Former foreign minister Roza Otunbaeva ordered diplomatic negotiations to be translated into Kyrgyz, while Justice Minister Marat Kayipov proposed that cabinet meetings should be conducted in the state language rather than Russian. Kayipov also suggested that the amended constitution should be drafted in Kyrgyz and then translated into Russian.

Edil Baisalov, who heads the NGO Coalition for Democracy and Civil Society, accepts that Kyrgyz has had a bad deal over the years, but says changing the law will not fix things. He recalled how his brother was unable to find a good kindergarten that used Kyrgyz as the teaching medium, so that his daughter could have a good grounding in her mother tongue.

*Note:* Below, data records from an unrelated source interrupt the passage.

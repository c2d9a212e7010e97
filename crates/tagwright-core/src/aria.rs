//! ARIA state and property names.

use std::fmt;

use crate::attributes::AttributeName;

macro_rules! aria_attributes {
	($($variant:ident => $name:literal,)*) => {
		/// ARIA states and properties, rendered as `aria-<name>`.
		#[non_exhaustive]
		#[derive(Debug, Clone, Copy, PartialEq, Eq, PartialOrd, Ord, Hash)]
		pub enum AriaAttribute {
			$(
				#[doc = concat!("`aria-", $name, "`")]
				$variant,
			)*
		}

		impl AriaAttribute {
			/// Lowercase name without the `aria-` prefix.
			pub fn as_str(&self) -> &'static str {
				match self {
					$(Self::$variant => $name,)*
				}
			}
		}
	};
}

aria_attributes! {
	ActiveDescendant => "activedescendant",
	Atomic => "atomic",
	AutoComplete => "autocomplete",
	Busy => "busy",
	Checked => "checked",
	ColCount => "colcount",
	ColIndex => "colindex",
	ColSpan => "colspan",
	Controls => "controls",
	Current => "current",
	DescribedBy => "describedby",
	Description => "description",
	Details => "details",
	Disabled => "disabled",
	ErrorMessage => "errormessage",
	Expanded => "expanded",
	FlowTo => "flowto",
	HasPopup => "haspopup",
	Hidden => "hidden",
	Invalid => "invalid",
	KeyShortcuts => "keyshortcuts",
	Label => "label",
	LabelledBy => "labelledby",
	Level => "level",
	Live => "live",
	Modal => "modal",
	MultiLine => "multiline",
	MultiSelectable => "multiselectable",
	Orientation => "orientation",
	Owns => "owns",
	Placeholder => "placeholder",
	PosInSet => "posinset",
	Pressed => "pressed",
	ReadOnly => "readonly",
	Relevant => "relevant",
	Required => "required",
	RoleDescription => "roledescription",
	RowCount => "rowcount",
	RowIndex => "rowindex",
	RowSpan => "rowspan",
	Selected => "selected",
	SetSize => "setsize",
	Sort => "sort",
	ValueMax => "valuemax",
	ValueMin => "valuemin",
	ValueNow => "valuenow",
	ValueText => "valuetext",
}

impl AriaAttribute {
	/// Full attribute name, e.g. `aria-setsize`.
	pub fn attribute_name(&self) -> AttributeName {
		AttributeName::from_static(self.as_str()).prefixed_lowercase("aria-")
	}
}

impl fmt::Display for AriaAttribute {
	fn fmt(&self, f: &mut fmt::Formatter<'_>) -> fmt::Result {
		write!(f, "aria-{}", self.as_str())
	}
}

#[cfg(test)]
mod tests {
	use super::*;
	use rstest::rstest;

	#[rstest]
	#[case(AriaAttribute::SetSize, "aria-setsize")]
	#[case(AriaAttribute::Atomic, "aria-atomic")]
	#[case(AriaAttribute::LabelledBy, "aria-labelledby")]
	fn test_attribute_name(#[case] aria: AriaAttribute, #[case] expected: &str) {
		assert_eq!(aria.attribute_name().as_str(), expected);
		assert_eq!(aria.to_string(), expected);
	}
}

Since Kyrgyzstan became independent, most schools have used Kyrgyz rather than Russian as the principal language, but there are still relatively few in the capital, where all the prestigious, well-equipped schools use Russian.

"There isn’t a single decent Kyrgyz-language school or kindergarten in Bishkek. Everything is in Russian," complained member of parliament Kubatbek Baibolov. "We only have ourselves to blame. What sort of country is it that cannot develop or attend to its own state language?"


Migration has had a non-trivial effect on the demographics of Kyrgyzstan, with very heavy emigration, particularly among ethnic Russians and other Russophones; the number of Russians has fallen by half since 1989. Kyrgyzstan is also trying to recruit ethnic Kyrgyz immigrants on the model of Kazakhstan's program of promoting Kazakh immigration, though whether this will work the given the lack of preparation for the immigrants' arrival and proposals to settle them in depopulating rural areas is quite open to question. It doesn't look like these population movements will alter the language demographics. By all accounts, Kyrgyz culture and language remains less prestigious than Russian, used more as a symbol than as a reality, while even in the even in the relatively non-Russified south Russian-language education is preferred by non-Russophones on account of its perceived superior quality.

What will happen in Kyrgyzstan? The language situation may shift towards Kyrgyz, as Russophones emigrate and Kyrgyz numbers grow, but it will do so only slowly. Bilingualism is set to stay, and it will be only with strenuous efforts that any balance between the two languages--one a world language spoken by hundreds of millions of people associated with a dynamic population culture, the other a relatively unprestigious language spoken by 2.5 million--could be achieved.